Count the lines in the records below that contain the word "handlers", and give that figure alone.
━━━━━━━━━━━━━━━━
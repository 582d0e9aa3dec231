//! Admin API
//!
//! Read-only diagnostics behind the `ADMIN_TOKEN` bearer token.

pub mod handlers;
pub mod middleware;
pub mod types;

use axum::{middleware::from_fn_with_state, routing::get, Router};

use crate::api::AppState;

pub use middleware::require_admin_token;
pub use types::AdminError;

/// Admin routes, mounted under `/api/admin`.
pub fn router(state: AppState) -> Router<AppState> {
    Router::new()
        .route(
            "/rate-limits/{kind}/{identifier}",
            get(handlers::rate_limit_stats),
        )
        .layer(from_fn_with_state(state, require_admin_token))
}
━━━━━━━━━━━━━━━━
- _Solution below_
2